Working from home has become the new normal for many Canadians and massive amounts of other individuals worldwide. According to Statistics Canada, as of September 2020, it has been reported that 25.6% of Canadians are still continuing to work from home – to put matters in perspective, that is approximately 4.2 million people. As it stands, the Canadian workforce is still in a position of indecision with regard to the longevity of working from home.
Favourite pre-COVID tourist destinations are starting to tap into more creative ways of continuing to generate tourist dollars, such as invitations relayed to the remote working community. The British Caribbean Island of Anguilla is currently one of those destinations accepting applications from those wanting remote work visas in the pursuit of an extended stay. If you meet the requirements as an applicant, you are welcomed to their tranquil paradise to live and work for up to a year – whether as a solo endeavor or with your family tagging along too.
Known as the sun worshipper’s heaven on earth, Anguilla has average temperatures of 80°F which is mighty tempting with the approaching winter season coming straight for us at the speed of a cheetah on rollerskates. With 33 pristine white sand beaches, vibrant coral reefs, indigenous rock art left behind from their native ancestors, championship golf courses, tennis courts, beach bars (to end the work day with a well-deserved liquid reward), offshore cays, an array of attractions and excursions – these perks are a no-brainer trade-in for what may be your present-day remote working situation. Anguilla is 16 miles long and slightly bigger than Manhattan but indeed less congested, as it only inhabits 13,000 people.
Many options are available for you to choose from, whether you favour 5-star resorts, a private villa, a beachfront hideaway, Anguilla will make working remotely feel like a vacation. Also, most high-end resort brands will provide access to their conference rooms and business centers, their state-of-the-art technology and other related facilities. They have fantastic high speed Wi-Fi internet, and affordable international calling – plus there is excellent cell coverage across the island. More information regarding applying for a remote work visa, options for homeschooling, grocery and convenience stores, religious establishments, transportation, banking and shipping of personal items can be found on Anguilla’s Tourist Board website at www.ivisitanguilla.com
“Anguilla offers everything you seek for that life-affirming balance between work and play,” stated the Hon. Parliamentary Secretary, Tourism, Mrs. Quincia Gumbs Marie. “Some 40% of our travel applicants are expressing interest in longer stays, attracted by our safe and stress-free environment, the connectivity working professionals require, an amazing culinary scene, spectacular beaches, great land and watersports, and a thriving music scene. Our guests are welcomed like family, it’s easy to make friendships that last a lifetime here,” she continued.

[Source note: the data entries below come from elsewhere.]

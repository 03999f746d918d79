//! Canonical record shapes shared by both archive formats.
//!
//! Every ingestion path (the WACZ page index as well as the ZIM text
//! index) normalizes its raw, format-specific lines into the types here,
//! so the storage sink never needs to know which container a record came
//! from.

use std::collections::HashMap;
use std::time::{SystemTime, UNIX_EPOCH};

use serde::{Deserialize, Serialize};
use serde_json::{Map, Value};

/// Mime resolution table: format-specific mime code to mime string.
pub type MimeTable = HashMap<u32, String>;

/// Fallback mime for codes missing from the table.
pub const DEFAULT_MIME: &str = "text/html";

/// Payload location within a container entry or compressed cluster.
///
/// `start`/`length` address the (possibly compressed) byte range. When both
/// `d_off` and `d_len` are present, the payload is a window inside the
/// decompressed form of that range and must go through
/// [`ZimPayloadExtractor`](crate::ZimPayloadExtractor).
#[derive(Debug, Clone, Default, PartialEq, Eq, Serialize, Deserialize)]
pub struct RecordSource {
    #[serde(default)]
    pub start: u64,
    #[serde(default)]
    pub length: u64,
    #[serde(skip_serializing_if = "Option::is_none")]
    pub d_off: Option<u64>,
    #[serde(skip_serializing_if = "Option::is_none")]
    pub d_len: Option<u64>,
}

impl RecordSource {
    /// Whether the payload is a byte window inside a compressed cluster.
    ///
    /// Presence of both fields decides, not their values: a window starting
    /// at decompressed offset zero is still a window.
    pub fn is_range_compressed(&self) -> bool {
        self.d_off.is_some() && self.d_len.is_some()
    }
}

/// One canonical index entry describing a capturable resource.
#[derive(Debug, Clone, PartialEq, Serialize, Deserialize)]
pub struct Record {
    pub url: String,
    /// Capture time, epoch milliseconds.
    pub ts: u64,
    /// 302 when a redirect target is present, else 200.
    pub status: u16,
    /// Content-addressing key; falls back to the record's own URL.
    pub digest: String,
    pub mime: String,
    #[serde(skip_serializing_if = "Option::is_none")]
    pub redirect: Option<String>,
    #[serde(skip_serializing_if = "Option::is_none")]
    pub source: Option<RecordSource>,
    pub loaded: bool,
}

/// Raw clustered-format text-index line, as it appears on disk.
#[derive(Debug, Clone, Deserialize)]
pub struct CdxLine {
    #[serde(default)]
    pub mime: u32,
    pub redirect: Option<String>,
    #[serde(default)]
    pub offset: u64,
    #[serde(default)]
    pub length: u64,
    pub d_off: Option<u64>,
    pub d_len: Option<u64>,
    /// Bare-object lines carry the URL inline instead of as a path prefix.
    pub url: Option<String>,
}

impl Record {
    /// Normalize a raw index line into a canonical record.
    ///
    /// `url` is the already-prefixed resource URL. A `redirect` field turns
    /// the record into a 302 with the prefixed target and no source range;
    /// otherwise the record is a 200 addressed by the line's byte range.
    pub fn from_cdx(cdx: CdxLine, url: String, prefix: &str, mime_types: &MimeTable) -> Record {
        let mime = mime_types
            .get(&cdx.mime)
            .cloned()
            .unwrap_or_else(|| DEFAULT_MIME.to_string());

        let (status, redirect, source) = match cdx.redirect {
            Some(target) => (302, Some(format!("{prefix}{target}")), None),
            None => {
                let source = RecordSource {
                    start: cdx.offset,
                    length: cdx.length,
                    d_off: cdx.d_off,
                    d_len: cdx.d_len,
                };
                (200, None, Some(source))
            }
        };

        // No true content hash is available in the text index.
        let digest = url.clone();

        Record {
            url,
            ts: now_millis(),
            status,
            digest,
            mime,
            redirect,
            source,
            loaded: false,
        }
    }
}

/// One line of a WACZ page-index stream (everything after the header).
///
/// Page lines are an open schema; unknown fields ride along in `extra`.
#[derive(Debug, Clone, PartialEq, Serialize, Deserialize)]
pub struct PageRecord {
    pub url: String,
    #[serde(default, skip_serializing_if = "Option::is_none")]
    pub ts: Option<Value>,
    #[serde(default, skip_serializing_if = "Option::is_none")]
    pub title: Option<String>,
    #[serde(default, skip_serializing_if = "Option::is_none")]
    pub text: Option<String>,
    /// Originating container, stamped during ingestion.
    #[serde(default, skip_serializing_if = "Option::is_none")]
    pub wacz: Option<String>,
    #[serde(flatten)]
    pub extra: Map<String, Value>,
}

/// Header/summary record: the first line of a page-index stream.
///
/// Describes the index rather than a page and is never forwarded to
/// storage.
#[derive(Debug, Clone, Default, Deserialize)]
pub struct PageListInfo {
    #[serde(default, rename = "hasText")]
    pub has_text: bool,
    #[serde(flatten)]
    pub extra: Map<String, Value>,
}

/// Container-level metadata extracted from a descriptor.
#[derive(Debug, Clone, Default, PartialEq, Serialize, Deserialize)]
pub struct Metadata {
    #[serde(default, skip_serializing_if = "Option::is_none")]
    pub title: Option<String>,
    #[serde(default, skip_serializing_if = "Option::is_none")]
    pub desc: Option<String>,
    #[serde(default, rename = "textIndex", skip_serializing_if = "Option::is_none")]
    pub text_index: Option<String>,
    #[serde(flatten)]
    pub extra: Map<String, Value>,
}

pub(crate) fn now_millis() -> u64 {
    SystemTime::now()
        .duration_since(UNIX_EPOCH)
        .map(|d| d.as_millis() as u64)
        .unwrap_or(0)
}

#[cfg(test)]
mod tests {
    use super::*;

    fn mime_table() -> MimeTable {
        HashMap::from([(0, "text/html".to_string()), (1, "text/plain".to_string())])
    }

    #[test]
    fn normalizes_range_line() {
        let cdx: CdxLine = serde_json::from_str(r#"{"mime":0,"offset":10,"length":20}"#).unwrap();
        let record = Record::from_cdx(cdx, "/site/pages/a.html".to_string(), "/site/", &mime_table());

        assert_eq!(record.url, "/site/pages/a.html");
        assert_eq!(record.status, 200);
        assert_eq!(record.mime, "text/html");
        assert_eq!(record.redirect, None);
        assert_eq!(record.digest, "/site/pages/a.html");
        assert!(!record.loaded);

        let source = record.source.unwrap();
        assert_eq!(source.start, 10);
        assert_eq!(source.length, 20);
        assert!(!source.is_range_compressed());
    }

    #[test]
    fn redirect_line_carries_no_source() {
        let cdx: CdxLine =
            serde_json::from_str(r#"{"mime":1,"redirect":"other.html","d_off":5,"d_len":9}"#)
                .unwrap();
        let record = Record::from_cdx(cdx, "/z/a.html".to_string(), "/z/", &mime_table());

        assert_eq!(record.status, 302);
        assert_eq!(record.redirect.as_deref(), Some("/z/other.html"));
        assert!(record.source.is_none());
    }

    #[test]
    fn unknown_mime_code_falls_back_to_html() {
        let cdx: CdxLine = serde_json::from_str(r#"{"mime":99,"offset":0,"length":1}"#).unwrap();
        let record = Record::from_cdx(cdx, "/a".to_string(), "/", &mime_table());
        assert_eq!(record.mime, "text/html");

        let cdx: CdxLine = serde_json::from_str(r#"{"mime":1,"offset":0,"length":1}"#).unwrap();
        let record = Record::from_cdx(cdx, "/a".to_string(), "/", &mime_table());
        assert_eq!(record.mime, "text/plain");
    }

    #[test]
    fn zero_decompressed_offset_still_counts_as_window() {
        let source = RecordSource {
            start: 0,
            length: 4,
            d_off: Some(0),
            d_len: Some(2),
        };
        assert!(source.is_range_compressed());
    }

    #[test]
    fn page_record_keeps_unknown_fields() {
        let page: PageRecord =
            serde_json::from_str(r#"{"url":"https://a.test/","ts":"2023-01-01","size":12}"#)
                .unwrap();
        assert_eq!(page.url, "https://a.test/");
        assert_eq!(page.extra.get("size"), Some(&Value::from(12)));
    }
}
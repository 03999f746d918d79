//! Streaming ingestion of newline-delimited page-index records.

use tokio::io::AsyncRead;

use crate::error::{ArchiveError, Result};
use crate::lines::LineReader;
use crate::records::{PageListInfo, PageRecord};
use crate::storage::Storage;

/// Pages per bulk insert.
pub const PAGE_BATCH_SIZE: usize = 500;

/// Ingest a page-index stream into storage.
///
/// The first line is the header/summary record and is returned rather than
/// stored; every later line is one page record, stamped with `wacz` when a
/// container tag is supplied. Batches of [`PAGE_BATCH_SIZE`] are flushed
/// with strict backpressure: each `add_pages` call completes before the
/// next line is read. Page lines are a closed schema, so a line that fails
/// to parse is fatal for the whole call.
pub async fn load_pages<R: AsyncRead + Unpin>(
    db: &dyn Storage,
    lines: &mut LineReader<R>,
    wacz: Option<&str>,
) -> Result<PageListInfo> {
    let mut info: Option<PageListInfo> = None;
    let mut pages: Vec<PageRecord> = Vec::with_capacity(PAGE_BATCH_SIZE);

    while let Some(line) = lines.next_line().await? {
        if info.is_none() {
            info = Some(parse_line(&line)?);
            continue;
        }

        let mut page: PageRecord = parse_line(&line)?;
        if let Some(wacz) = wacz {
            page.wacz = Some(wacz.to_string());
        }
        pages.push(page);

        if pages.len() == PAGE_BATCH_SIZE {
            db.add_pages(std::mem::take(&mut pages)).await?;
        }
    }

    if !pages.is_empty() {
        db.add_pages(pages).await?;
    }

    Ok(info.unwrap_or_default())
}

fn parse_line<T: serde::de::DeserializeOwned>(line: &str) -> Result<T> {
    serde_json::from_str(line).map_err(|source| ArchiveError::LineParse {
        line: line.to_string(),
        source,
    })
}
//! Line-oriented adaptation of arbitrary byte sources.
//!
//! Both index formats are newline-delimited text. Rather than probing each
//! reader for line-iteration support, every byte source is adapted once at
//! the boundary into a [`LineReader`], which yields one line at a time
//! without buffering the whole stream.

use tokio::io::{AsyncBufReadExt, AsyncRead, BufReader, Lines};

use crate::error::Result;

/// Lazy line iterator over any async byte source.
pub struct LineReader<R> {
    lines: Lines<BufReader<R>>,
}

impl<R: AsyncRead + Unpin> LineReader<R> {
    pub fn new(reader: R) -> Self {
        Self {
            lines: BufReader::new(reader).lines(),
        }
    }

    /// Next line without its terminator, or `None` at end of stream.
    pub async fn next_line(&mut self) -> Result<Option<String>> {
        Ok(self.lines.next_line().await?)
    }
}

#[cfg(test)]
mod tests {
    use super::*;

    #[tokio::test]
    async fn yields_lines_then_none() {
        let mut lines = LineReader::new(&b"one\ntwo\r\nthree"[..]);
        assert_eq!(lines.next_line().await.unwrap().as_deref(), Some("one"));
        assert_eq!(lines.next_line().await.unwrap().as_deref(), Some("two"));
        assert_eq!(lines.next_line().await.unwrap().as_deref(), Some("three"));
        assert_eq!(lines.next_line().await.unwrap(), None);
    }
}
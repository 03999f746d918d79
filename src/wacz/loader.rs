//! Top-level orchestrator for one ZIP-based container.

use std::collections::HashSet;
use std::sync::Arc;

use serde::{Deserialize, Serialize};
use serde_json::{Map, Value};
use tracing::warn;

use super::{
    DATAPACKAGE_JSON, EXTRA_PAGES_JSONL, MAIN_PAGES_JSONL, MAX_FULL_DOWNLOAD_SIZE, PAGES_CSV,
    WEBARCHIVE_YAML, load_pages,
};
use crate::error::{ArchiveError, Result};
use crate::lines::LineReader;
use crate::reader::{ContainerEntry, EntrySource, RecordParser};
use crate::records::{Metadata, PageRecord};
use crate::storage::Storage;

/// Advisory progress callback: `(percent, offset, total)`.
pub type ProgressFn = dyn Fn(u32, u64, u64) + Send + Sync;

/// Load-time options for one container.
#[derive(Debug, Clone, Default, Serialize, Deserialize)]
#[serde(rename_all = "camelCase")]
pub struct WaczConfig {
    /// Container identity used when registering entries and tagging pages.
    pub load_url: String,
    /// Lazy mode: register the container for range access instead of
    /// ingesting all captures.
    pub on_demand: bool,
    /// Fallback title when the legacy descriptor supplies none.
    pub source_name: String,
}

/// Which descriptor the container carries, decided once per load.
enum Schema {
    Package,
    Legacy,
    None,
}

/// Loader for a single ZIP-based container.
///
/// Generic over nothing but trait objects: the range reader, the storage
/// sink and the capture-record parser are all collaborators injected by the
/// host.
pub struct WaczLoader {
    reader: Arc<dyn EntrySource>,
    config: WaczConfig,
    record_parser: Option<Arc<dyn RecordParser>>,
}

impl WaczLoader {
    pub fn new(
        reader: Arc<dyn EntrySource>,
        config: WaczConfig,
        record_parser: Option<Arc<dyn RecordParser>>,
    ) -> Self {
        Self {
            reader,
            config,
            record_parser,
        }
    }

    /// Load the container: extract metadata, then either register it for
    /// on-demand access or ingest every capture entry.
    ///
    /// `full_total_size` scales the single global progress percentage
    /// reported across all capture entries. Containers without any
    /// recognized descriptor load with empty metadata.
    pub async fn load(
        &self,
        db: &Arc<dyn Storage>,
        progress: Option<&ProgressFn>,
        full_total_size: u64,
    ) -> Result<Metadata> {
        let entries = self.reader.entries().await?;

        // Small fully-buffered origins are worth keeping around whole for
        // later direct reuse. Optimization only.
        if self.config.on_demand {
            if let Some(raw) = self.reader.full_buffer() {
                if raw.len() as u64 <= MAX_FULL_DOWNLOAD_SIZE {
                    db.stash_archive_buffer(raw.to_vec()).await?;
                }
            }
        }

        let names: HashSet<&str> = entries.iter().map(|e| e.name.as_str()).collect();

        let schema = if names.contains(DATAPACKAGE_JSON) {
            Schema::Package
        } else if names.contains(WEBARCHIVE_YAML) {
            Schema::Legacy
        } else {
            Schema::None
        };

        let metadata = match schema {
            Schema::Package => self.load_package_metadata(db, &names).await?,
            Schema::Legacy => self.load_legacy_metadata(db, &names).await?,
            Schema::None => Metadata::default(),
        };

        if self.config.on_demand {
            db.add_wacz_file(&self.config.load_url, entries).await?;
        } else {
            self.load_full(db, &entries, progress, full_total_size).await?;
        }

        Ok(metadata)
    }

    /// Current schema: JSON package descriptor.
    async fn load_package_metadata(
        &self,
        db: &Arc<dyn Storage>,
        names: &HashSet<&str>,
    ) -> Result<Metadata> {
        let text = self.reader.read_entry(DATAPACKAGE_JSON).await?;
        let root: PackageDescriptor = serde_json::from_slice(&text)
            .map_err(|e| ArchiveError::format(DATAPACKAGE_JSON, e))?;

        if let Some(config) = root.config {
            db.init_config(config).await?;
        }

        let mut metadata = root.metadata.unwrap_or_default();

        if names.contains(MAIN_PAGES_JSONL) {
            let stream = self.reader.open_entry(MAIN_PAGES_JSONL, true).await?;
            let mut lines = LineReader::new(stream);
            let info = load_pages(db.as_ref(), &mut lines, Some(&self.config.load_url)).await?;
            if info.has_text {
                metadata.text_index = Some(MAIN_PAGES_JSONL.to_string());
            }
        }

        // The extra index, when present, wins over the main-index result.
        if names.contains(EXTRA_PAGES_JSONL) {
            metadata.text_index = Some(EXTRA_PAGES_JSONL.to_string());
        }

        Ok(metadata)
    }

    /// Legacy schema: YAML descriptor.
    async fn load_legacy_metadata(
        &self,
        db: &Arc<dyn Storage>,
        names: &HashSet<&str>,
    ) -> Result<Metadata> {
        let text = self.reader.read_entry(WEBARCHIVE_YAML).await?;
        let root: LegacyDescriptor =
            serde_yaml::from_slice(&text).map_err(|e| ArchiveError::format(WEBARCHIVE_YAML, e))?;

        let mut metadata = Metadata {
            title: root.title,
            desc: root.desc,
            ..Default::default()
        };

        let mut config = root.config;
        if let Some(text_index) = &root.text_index {
            metadata.text_index = Some(text_index.clone());
            let config = config.get_or_insert_with(|| Value::Object(Map::new()));
            if let Some(obj) = config.as_object_mut() {
                obj.insert("textIndex".to_string(), Value::String(text_index.clone()));
            }
        }
        if let Some(config) = config {
            db.init_config(config).await?;
        }

        if metadata.title.is_none() {
            metadata.title = Some(self.config.source_name.clone());
        }

        if !root.pages.is_empty() {
            db.add_pages(root.pages).await?;
        } else if names.contains(PAGES_CSV) {
            db.load_pages_csv(PAGES_CSV).await?;
        }

        if !root.page_lists.is_empty() {
            db.add_curated_page_lists(root.page_lists, "pages", "show").await?;
        }

        Ok(metadata)
    }

    /// Eager mode: ingest every capture entry, reporting one global
    /// percentage by accumulating a running byte offset across entries.
    async fn load_full(
        &self,
        db: &Arc<dyn Storage>,
        entries: &[ContainerEntry],
        progress: Option<&ProgressFn>,
        full_total_size: u64,
    ) -> Result<()> {
        let mut offset_total = 0u64;

        for entry in entries {
            let entry_total = self.reader.compressed_size(&entry.name);

            if entry.name.ends_with(".warc") || entry.name.ends_with(".warc.gz") {
                match &self.record_parser {
                    Some(parser) => {
                        let stream = self.reader.open_entry(&entry.name, true).await?;
                        let base = offset_total;
                        let report = move |offset: u64| {
                            if let Some(progress) = progress {
                                if full_total_size > 0 {
                                    let offset = base + offset;
                                    let percent = (offset as f64 * 100.0 / full_total_size as f64)
                                        .round() as u32;
                                    progress(percent, offset, full_total_size);
                                }
                            }
                        };
                        parser
                            .parse_records(Arc::clone(db), stream, &entry.name, &report, entry_total)
                            .await?;
                    }
                    None => warn!(entry = %entry.name, "no record parser; skipping capture entry"),
                }
            }

            offset_total += entry_total;
        }

        Ok(())
    }
}

#[derive(Deserialize)]
struct PackageDescriptor {
    config: Option<Value>,
    metadata: Option<Metadata>,
}

#[derive(Deserialize)]
struct LegacyDescriptor {
    title: Option<String>,
    desc: Option<String>,
    #[serde(rename = "textIndex")]
    text_index: Option<String>,
    config: Option<Value>,
    #[serde(default)]
    pages: Vec<PageRecord>,
    #[serde(default, rename = "pageLists")]
    page_lists: Vec<Value>,
}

Entry requirements are as follows; a negative COVID test result must be received 3-5 days prior to arrival in Anguilla. Travel insurance that covers COVID-related treatments must be obtained. You will be given a PCR test upon landing and a second test administered on the 10th day if you travelled from a low-risk country, or on the 14th day if you hailed from what is considered high-risk territory. After the second test result is confirmed negative, you are then free to roam and explore the island to your heart’s content.
Certain fees will apply as a remote resident – $2000USD per individual or $3000USD per family (defined as a party of 4: applicant, spouse and dependents a child or step-child under age 26 or any other relative who by reason of age or infirmity of body is wholly dependent on the applicant for sustenance) – $250USD for each additional dependent. Long term travellers will be prioritized over short-term travel seekers.
Anguilla has been commended for their remarkable track record in managing their encounter with the COVID-19 crisis. There were only 3 confirmed cases on the island, and no fatalities correlating to the pandemic In June of 2020, the World Health Organization had declared Anguilla free of the coronavirus.
“Anguilla is currently COVID-19 free, so our objective has always been to reopen in a prudent way, taking every precaution to protect the health and safety of our residents and our guests,” says the Hon. Quincia Gumbs-Marie. And according to Anguilla Tourist Board chairman Kenroy Herbert, the island is “uniquely positioned to take advantage” of the “new normal” that requires health and safety precautions, such as social distancing.